あのとき、まさかいたずらっ子が第二皇子だなんて知らなかった。だから、後でそれをきいて卒倒しそうになった。
お咎めがなかったのが奇蹟だった。
おそらく、お父様がうまくやってくれたのだろう。
「あの、申し訳ございません」
「謝罪は必要ない。あれは、わたしが悪かったのだから。さて、お悔やみもすんだ。身内でも婚約者でもないわたしが、きみの部屋にいるのはよくないだろう。今夜のところは、これでお暇させていただく」
第二皇子は、わたしの手を取ると口づけをした。

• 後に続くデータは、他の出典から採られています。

//! Passive runtime observers.
//!
//! Each observer owns a handful of ordinary prometheus metrics and refreshes
//! them inside [`Collector::collect`], so sampling happens whenever the
//! registry is gathered and never on the generator's schedule.

use crate::config::GeneratorConfig;
use crate::core::generator::GeneratorStats;
use crate::telemetry::alloc::heap_stats;
use crate::utils::error::Result;
use crate::utils::monitor::SystemMonitor;
use prometheus::core::{Collector, Desc};
use prometheus::proto::MetricFamily;
use prometheus::{Gauge, GaugeVec, IntCounter, IntGauge, Opts};
use std::sync::Arc;

fn describe<'a>(collectors: &[&'a dyn Collector]) -> Vec<&'a Desc> {
    collectors.iter().copied().flat_map(|c| c.desc()).collect()
}

fn collect_all(collectors: &[&dyn Collector]) -> Vec<MetricFamily> {
    collectors.iter().flat_map(|c| c.collect()).collect()
}

fn to_i64<T: TryInto<i64>>(value: T) -> i64 {
    value.try_into().unwrap_or(i64::MAX)
}

/// Counters only go up; move them to an externally tracked total.
fn sync_counter(counter: &IntCounter, total: u64) {
    let current = counter.get();
    if total > current {
        counter.inc_by(total - current);
    }
}

/// CPU usage of this process and of the host.
pub struct CpuObserver {
    monitor: Arc<SystemMonitor>,
    process_usage: Gauge,
    system_usage: Gauge,
    cpu_count: IntGauge,
}

impl CpuObserver {
    pub fn new(monitor: Arc<SystemMonitor>) -> Result<Self> {
        Ok(Self {
            monitor,
            process_usage: Gauge::with_opts(Opts::new(
                "cpu_process_usage_percent",
                "CPU usage of this process, 100 per fully used core",
            ))?,
            system_usage: Gauge::with_opts(Opts::new(
                "cpu_system_usage_percent",
                "CPU usage of the whole host",
            ))?,
            cpu_count: IntGauge::with_opts(Opts::new("cpu_count", "Logical CPUs on the host"))?,
        })
    }

    fn parts(&self) -> [&dyn Collector; 3] {
        [&self.process_usage, &self.system_usage, &self.cpu_count]
    }
}

impl Collector for CpuObserver {
    fn desc(&self) -> Vec<&Desc> {
        describe(&self.parts())
    }

    fn collect(&self) -> Vec<MetricFamily> {
        if let Some(sample) = self.monitor.sample() {
            self.process_usage.set(f64::from(sample.process_cpu_percent));
            self.system_usage.set(f64::from(sample.system_cpu_percent));
            self.cpu_count.set(to_i64(sample.cpu_count));
        }
        collect_all(&self.parts())
    }
}

/// Memory occupancy by pool: the process' resident and virtual size, plus host totals.
pub struct MemoryObserver {
    monitor: Arc<SystemMonitor>,
    pool_usage: GaugeVec,
    pool_peak: GaugeVec,
    system_memory: GaugeVec,
}

impl MemoryObserver {
    pub fn new(monitor: Arc<SystemMonitor>) -> Result<Self> {
        Ok(Self {
            monitor,
            pool_usage: GaugeVec::new(
                Opts::new("memory_pool_usage_bytes", "Current size of a process memory pool"),
                &["pool"],
            )?,
            pool_peak: GaugeVec::new(
                Opts::new("memory_pool_peak_bytes", "Largest observed size of a process memory pool"),
                &["pool"],
            )?,
            system_memory: GaugeVec::new(
                Opts::new("memory_system_bytes", "Host memory"),
                &["kind"],
            )?,
        })
    }

    fn parts(&self) -> [&dyn Collector; 3] {
        [&self.pool_usage, &self.pool_peak, &self.system_memory]
    }
}

impl Collector for MemoryObserver {
    fn desc(&self) -> Vec<&Desc> {
        describe(&self.parts())
    }

    fn collect(&self) -> Vec<MetricFamily> {
        if let Some(sample) = self.monitor.sample() {
            self.pool_usage
                .with_label_values(&["resident"])
                .set(sample.resident_bytes as f64);
            self.pool_usage
                .with_label_values(&["virtual"])
                .set(sample.virtual_bytes as f64);
            self.pool_peak
                .with_label_values(&["resident"])
                .set(sample.peak_resident_bytes as f64);
            self.system_memory
                .with_label_values(&["total"])
                .set(sample.total_memory_bytes as f64);
            self.system_memory
                .with_label_values(&["used"])
                .set(sample.used_memory_bytes as f64);
        }

        // heap 來自 CountingAllocator，未安裝時為 0
        let heap = heap_stats();
        self.pool_usage
            .with_label_values(&["heap"])
            .set(heap.live_bytes as f64);

        collect_all(&self.parts())
    }
}

/// OS threads of the process and the tokio runtime's workers and tasks.
pub struct ThreadObserver {
    monitor: Arc<SystemMonitor>,
    os_threads: IntGauge,
    runtime_workers: IntGauge,
    runtime_alive_tasks: IntGauge,
}

impl ThreadObserver {
    pub fn new(monitor: Arc<SystemMonitor>) -> Result<Self> {
        Ok(Self {
            monitor,
            os_threads: IntGauge::with_opts(Opts::new(
                "thread_os_count",
                "OS threads owned by this process",
            ))?,
            runtime_workers: IntGauge::with_opts(Opts::new(
                "thread_runtime_workers",
                "Worker threads of the tokio runtime",
            ))?,
            runtime_alive_tasks: IntGauge::with_opts(Opts::new(
                "thread_runtime_alive_tasks",
                "Tasks currently alive on the tokio runtime",
            ))?,
        })
    }

    fn parts(&self) -> [&dyn Collector; 3] {
        [&self.os_threads, &self.runtime_workers, &self.runtime_alive_tasks]
    }
}

impl Collector for ThreadObserver {
    fn desc(&self) -> Vec<&Desc> {
        describe(&self.parts())
    }

    fn collect(&self) -> Vec<MetricFamily> {
        if let Some(threads) = self.monitor.sample().and_then(|s| s.thread_count) {
            self.os_threads.set(to_i64(threads));
        }

        // gather 可能在 runtime 之外被呼叫
        if let Ok(handle) = tokio::runtime::Handle::try_current() {
            let metrics = handle.metrics();
            self.runtime_workers.set(to_i64(metrics.num_workers()));
            self.runtime_alive_tasks.set(to_i64(metrics.num_alive_tasks()));
        }

        collect_all(&self.parts())
    }
}

/// Allocation and reclamation activity from the counting allocator.
pub struct AllocatorObserver {
    live_bytes: IntGauge,
    allocations: IntCounter,
    deallocations: IntCounter,
    reclaimed_bytes: IntCounter,
}

impl AllocatorObserver {
    pub fn new() -> Result<Self> {
        Ok(Self {
            live_bytes: IntGauge::with_opts(Opts::new(
                "heap_live_bytes",
                "Bytes currently allocated through the global allocator",
            ))?,
            allocations: IntCounter::with_opts(Opts::new(
                "heap_allocations_total",
                "Allocations made through the global allocator",
            ))?,
            deallocations: IntCounter::with_opts(Opts::new(
                "heap_deallocations_total",
                "Deallocations made through the global allocator",
            ))?,
            reclaimed_bytes: IntCounter::with_opts(Opts::new(
                "heap_reclaimed_bytes_total",
                "Bytes returned to the global allocator",
            ))?,
        })
    }

    fn parts(&self) -> [&dyn Collector; 4] {
        [
            &self.live_bytes,
            &self.allocations,
            &self.deallocations,
            &self.reclaimed_bytes,
        ]
    }
}

impl Collector for AllocatorObserver {
    fn desc(&self) -> Vec<&Desc> {
        describe(&self.parts())
    }

    fn collect(&self) -> Vec<MetricFamily> {
        let heap = heap_stats();
        self.live_bytes.set(to_i64(heap.live_bytes));
        sync_counter(&self.allocations, heap.allocations);
        sync_counter(&self.deallocations, heap.deallocations);
        sync_counter(&self.reclaimed_bytes, heap.reclaimed_bytes);
        collect_all(&self.parts())
    }
}

/// Configured batch size and period, and the generator's own counters.
pub struct GeneratorObserver {
    stats: Arc<GeneratorStats>,
    batch_size: IntGauge,
    period_seconds: Gauge,
    records_live: IntGauge,
    records_live_peak: IntGauge,
    last_cycle_seconds: Gauge,
    cycles: IntCounter,
    records_created: IntCounter,
    overlaps_rejected: IntCounter,
}

impl GeneratorObserver {
    pub fn new(config: &GeneratorConfig, stats: Arc<GeneratorStats>) -> Result<Self> {
        let observer = Self {
            stats,
            batch_size: IntGauge::with_opts(Opts::new(
                "generator_batch_size",
                "Placeholder records allocated per cycle",
            ))?,
            period_seconds: Gauge::with_opts(Opts::new(
                "generator_period_seconds",
                "Target time between cycle starts",
            ))?,
            records_live: IntGauge::with_opts(Opts::new(
                "generator_records_live",
                "Placeholder records alive right now",
            ))?,
            records_live_peak: IntGauge::with_opts(Opts::new(
                "generator_records_live_peak",
                "Most placeholder records ever alive at once",
            ))?,
            last_cycle_seconds: Gauge::with_opts(Opts::new(
                "generator_last_cycle_seconds",
                "Duration of the most recent cycle",
            ))?,
            cycles: IntCounter::with_opts(Opts::new(
                "generator_cycles_total",
                "Completed generation cycles",
            ))?,
            records_created: IntCounter::with_opts(Opts::new(
                "generator_records_created_total",
                "Placeholder records created",
            ))?,
            overlaps_rejected: IntCounter::with_opts(Opts::new(
                "generator_overlaps_rejected_total",
                "Cycles skipped because the previous one was still running",
            ))?,
        };

        // 設定在啟動後不會改變，只需設定一次
        observer.batch_size.set(to_i64(config.batch_size));
        observer.period_seconds.set(config.period().as_secs_f64());
        Ok(observer)
    }

    fn parts(&self) -> [&dyn Collector; 8] {
        [
            &self.batch_size,
            &self.period_seconds,
            &self.records_live,
            &self.records_live_peak,
            &self.last_cycle_seconds,
            &self.cycles,
            &self.records_created,
            &self.overlaps_rejected,
        ]
    }
}

impl Collector for GeneratorObserver {
    fn desc(&self) -> Vec<&Desc> {
        describe(&self.parts())
    }

    fn collect(&self) -> Vec<MetricFamily> {
        let snapshot = self.stats.snapshot();
        self.records_live.set(to_i64(snapshot.records_live));
        self.records_live_peak.set(to_i64(snapshot.records_live_peak));
        self.last_cycle_seconds.set(snapshot.last_cycle.as_secs_f64());
        sync_counter(&self.cycles, snapshot.cycles);
        sync_counter(&self.records_created, snapshot.records_created);
        sync_counter(&self.overlaps_rejected, snapshot.overlaps_rejected);
        collect_all(&self.parts())
    }
}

それから、部屋をでていってしまった。
そのあと、わたしはサリーナに居間に来るようにと呼ばれた。
お父様の葬儀が終わり、屋敷内もようやく静けさを取り戻したところである。
サリーナの横に、わたしの婚約者であるカール・ウッドストックが立っている。
わたしが居間に入ってゆくと、かれらは親密そうに語り合っているところであった。
ついさきほどの口づけを思いだしてしまう。
カールは婚約者がありながら、サリーナは夫がありながら、どちらも不貞を働いていたわけね。
わたし自身のことより、お父様が気の毒でならない。
あれほど誠心誠意尽くされていたのに……。
あふれそうになる涙を必死にこらえた。
わたしにも意地がある。
立派な軍人であり将軍であるお父様のためにも、毅然とした態度でいなければならない。
そして、カールから婚約破棄を告げられた。
それから、サリーナに「ここにはいづらいでしょうから、予定通り別荘に行きなさい」と命じられた。
もちろん、そのつもりである。
彼女と同じ屋根の下にいるつもりなど、毛頭ない。
だけど、彼女にマルグリット家をどうにかされるのは口惜しい。
しかし、いまのわたしには何もできない。
まだお父様の死を受け止めきれていないこともある。
じっくりかんがえる時間が必要だわ。
だから、予定通り別荘に行くことにした。
予定を早め、その二日後に出発した。
カールは、サリーナに寝取られたのかほだされたのかはわからない。
彼は、あの夜以降わたしの前にあらわれなかった。
そして、サリーナもわたしと顔を合わせることを避けていた。
わたしは、生まれ育った屋敷から去った。